In Alberta, wildfire season began nine days earlier this year, on February 20th — not a good sign. The mild winter and low snowfall have created drought-like conditions so fires can spark and flourish more easily.

What makes the upcoming wildfire season even more challenging are the high number of holdover or overwintering fires, the smouldering peat that continues to burn deep in the soil that started last year. The Canadian Interagency Forest Fire Centre states that 53 active holdover fires are burning in Alberta and 94 in British Columbia.

From February 20th until October 31st, the provincial government requires fire permits for any burning, except campfires in the Forest Protection Area of Alberta . The Alberta Government also recently announced hiring another 100 wildland firefighters.

While governments at all levels play a big part in preventing and managing wildfires, any of us with a home and surrounding property can also do a lot.

FireSmart Alberta, part of FireSmart Canada, recently launched a new website with excellent resources and information on protecting homes and property from wildfires.

The organization has a checklist for homeowners. It includes being prepared to evacuate immediately, if required, and having an emergency kit already packed and knowing beforehand what systems to shut down in your home — air conditioning, home water, electricity, and gas, etc.
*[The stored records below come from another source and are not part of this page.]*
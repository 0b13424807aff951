//! Score for the current run.

/// Run score plus the delta awarded during the current tick.
#[derive(Debug, Clone, Default, PartialEq, Eq)]
pub struct ScoreState {
    pub total: u64,
    pub tick_delta: u64,
    pub enemies_destroyed: u32,
}

impl ScoreState {
    /// Start a new tick's delta.
    pub fn begin_tick(&mut self) {
        self.tick_delta = 0;
    }

    pub fn award(&mut self, points: u32) {
        self.total += u64::from(points);
        self.tick_delta += u64::from(points);
        self.enemies_destroyed += 1;
    }

    pub fn reset(&mut self) {
        *self = Self::default();
    }
}
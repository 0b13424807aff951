//! Player intent: firing before collision, steering during the update pass.

use thunder_ai::patterns;
use thunder_core::commands::InputState;
use thunder_core::components::{Body, Craft, CraftRole, EntityId};
use thunder_core::constants::PLAYER_SHOT_DAMAGE;
use thunder_core::types::Playfield;

use crate::world::World;

/// Fire the player's gun if the trigger is held and the cooldown allows.
/// The shot joins the world immediately.
pub fn fire(world: &mut World, input: &InputState) -> Vec<EntityId> {
    if !input.firing {
        return Vec::new();
    }
    let Some(player) = world.player_mut() else {
        return Vec::new();
    };
    let body = player.body;
    let Some(craft) = player.craft_mut() else {
        return Vec::new();
    };
    if !craft.can_shoot || craft.fire_cooldown > 0 {
        return Vec::new();
    }
    let damage = craft
        .player_state()
        .map_or(PLAYER_SHOT_DAMAGE, |s| s.shot_damage(PLAYER_SHOT_DAMAGE));
    craft.fire_cooldown = craft.fire_interval;

    patterns::player_volley(&body, damage)
        .into_iter()
        .map(|shot| world.spawn(shot))
        .collect()
}

/// Move by the normalised intent and count down the player's timers.
/// A move that would leave the playfield is rejected whole.
pub fn steer(body: &mut Body, craft: &mut Craft, input: &InputState, field: &Playfield) {
    let (dx, dy) = input.direction();
    let dir = glam::DVec2::new(dx, dy).normalize_or_zero();
    if dir != glam::DVec2::ZERO {
        let next = body.pos + dir * craft.speed;
        if field.strictly_contains(next, body.size) {
            body.pos = next;
        }
    }

    craft.fire_cooldown = craft.fire_cooldown.saturating_sub(1);
    if let CraftRole::Player(state) = &mut craft.role {
        state.tick_windows();
    }
}
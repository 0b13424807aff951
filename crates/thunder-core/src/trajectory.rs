//! Pluggable bullet motion rules.
//!
//! A trajectory is chosen when a bullet is built and applied once per tick.
//! Every variant is a pure step function from one kinematic state to the next;
//! the only outside input is an optional target position for homing shots.

use glam::DVec2;
use serde::{Deserialize, Serialize};

use crate::constants::{CURVE_GRAVITY, CURVE_MAX_SPEED, CURVE_MIN_DOWN_VY};
use crate::types::Playfield;

/// Below this magnitude a vector is treated as zero.
const EPSILON: f64 = 1e-6;

/// Supplies the live position a homing shot steers toward.
pub trait TargetProvider {
    /// Current target position, or `None` when there is nothing to chase.
    fn target_position(&self) -> Option<DVec2>;
}

impl TargetProvider for Option<DVec2> {
    fn target_position(&self) -> Option<DVec2> {
        *self
    }
}

/// A provider that never reports a target.
pub struct NoTarget;

impl TargetProvider for NoTarget {
    fn target_position(&self) -> Option<DVec2> {
        None
    }
}

/// Position and per-tick velocity of a moving body.
#[derive(Debug, Clone, Copy, Default, PartialEq, Serialize, Deserialize)]
pub struct Kinematics {
    pub pos: DVec2,
    pub vel: DVec2,
}

impl Kinematics {
    pub fn new(pos: DVec2, vel: DVec2) -> Self {
        Self { pos, vel }
    }
}

/// Everything a trajectory may read besides the bullet's own kinematics.
pub struct StepContext<'a> {
    /// Size of the moving body (bounce reflects on its far edges).
    pub size: DVec2,
    pub field: &'a Playfield,
    pub target: &'a dyn TargetProvider,
}

/// Parameters of the curved trajectory.
#[derive(Debug, Clone, Copy, PartialEq, Serialize, Deserialize)]
pub struct CurveParams {
    /// Curvature strength: perpendicular acceleration per unit velocity.
    pub factor: f64,
    /// Constant downward bias added every tick.
    pub gravity: f64,
    /// Renormalise speed after rotating.
    pub keep_speed: bool,
    /// Minimum downward velocity component.
    pub min_down_vy: f64,
    /// Speed clamp; zero disables.
    pub max_speed: f64,
}

impl CurveParams {
    pub fn new(factor: f64) -> Self {
        Self {
            factor,
            gravity: CURVE_GRAVITY,
            keep_speed: true,
            min_down_vy: CURVE_MIN_DOWN_VY,
            max_speed: CURVE_MAX_SPEED,
        }
    }
}

/// The motion rule assigned to a bullet.
#[derive(Debug, Clone, Copy, PartialEq, Serialize, Deserialize)]
#[serde(tag = "type")]
pub enum Trajectory {
    /// Constant velocity.
    Straight,
    /// Velocity rotated a little every tick with an optional downward pull.
    Curved(CurveParams),
    /// Heading lerps toward the target by `turn_strength` each tick.
    Homing { turn_strength: f64 },
    /// Reflects off the playfield edges.
    Bounce,
}

impl Trajectory {
    pub fn curved(factor: f64) -> Self {
        Trajectory::Curved(CurveParams::new(factor))
    }

    /// Homing with the turn strength clamped into `[0, 1]`.
    pub fn homing(turn_strength: f64) -> Self {
        Trajectory::Homing {
            turn_strength: turn_strength.clamp(0.0, 1.0),
        }
    }

    /// Compute one motion step.
    pub fn apply(&self, state: Kinematics, ctx: &StepContext<'_>) -> Kinematics {
        match *self {
            Trajectory::Straight => straight(state),
            Trajectory::Curved(params) => curved(state, &params),
            Trajectory::Homing { turn_strength } => {
                homing(state, turn_strength, ctx.target.target_position())
            }
            Trajectory::Bounce => bounce(state, ctx.size, ctx.field),
        }
    }
}

/// Step with an optional trajectory; a bullet without one moves straight.
pub fn step(trajectory: Option<&Trajectory>, state: Kinematics, ctx: &StepContext<'_>) -> Kinematics {
    match trajectory {
        Some(t) => t.apply(state, ctx),
        None => straight(state),
    }
}

fn straight(state: Kinematics) -> Kinematics {
    Kinematics::new(state.pos + state.vel, state.vel)
}

fn curved(state: Kinematics, p: &CurveParams) -> Kinematics {
    let v = state.vel;
    // Perpendicular acceleration rotates the heading.
    let curve = DVec2::new(-v.y * p.factor, v.x * p.factor);
    let mut next = v + curve + DVec2::new(0.0, p.gravity);

    if p.keep_speed {
        let old_speed = v.length();
        let new_speed = next.length();
        if old_speed > EPSILON && new_speed > EPSILON {
            next *= old_speed / new_speed;
        }
    }

    let min_down = p.min_down_vy.max(0.0);
    if min_down > 0.0 && next.y < min_down {
        next.y = min_down;
    }

    if p.max_speed > 0.0 {
        let s = next.length();
        if s > p.max_speed && s > EPSILON {
            next *= p.max_speed / s;
        }
    }

    Kinematics::new(state.pos + next, next)
}

fn homing(state: Kinematics, turn_strength: f64, target: Option<DVec2>) -> Kinematics {
    let Some(target) = target else {
        return straight(state);
    };

    let to_target = target - state.pos;
    let dist = to_target.length();
    if dist < EPSILON {
        return straight(state);
    }
    let desired = to_target / dist;

    let mut speed = state.vel.length();
    if speed < EPSILON {
        speed = 1.0;
    }
    let heading = state.vel / speed;

    let blended = heading + (desired - heading) * turn_strength;
    let len = blended.length();
    let dir = if len < EPSILON { heading } else { blended / len };

    let vel = dir * speed;
    Kinematics::new(state.pos + vel, vel)
}

fn bounce(state: Kinematics, size: DVec2, field: &Playfield) -> Kinematics {
    let mut next = state.pos + state.vel;
    let mut vel = state.vel;

    // Each axis is handled independently so corners reflect both components.
    if next.x <= 0.0 {
        next.x = 0.0;
        vel.x = -vel.x;
    } else if next.x + size.x >= field.width {
        next.x = field.width - size.x;
        vel.x = -vel.x;
    }

    if next.y <= 0.0 {
        next.y = 0.0;
        vel.y = -vel.y;
    } else if next.y + size.y >= field.height {
        next.y = field.height - size.y;
        vel.y = -vel.y;
    }

    Kinematics::new(next, vel)
}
Check out this link on what should go into an emergency kit. The Alberta Government also has a video on putting together an emergency kit.

In the same checklist, there are tips on removing items that might ignite within a designated area around your home and checking vents on the roof, foundation, and exterior walls to prevent embers from entering a home.

FireSmart Alberta’s work goes beyond homeowners and includes the entire community, whether a local neighbourhood or a larger area, a town, or city.

At Vanderwell, we all hope a late-winter heavy snowfall might provide enough moisture and reduce the chance of a major wildfire in the Slave Lake area this spring. But that window is fast closing since spring is less than three weeks away.

Our best chance of managing wildfires and hopefully reducing their impact is if we all work together and do our part.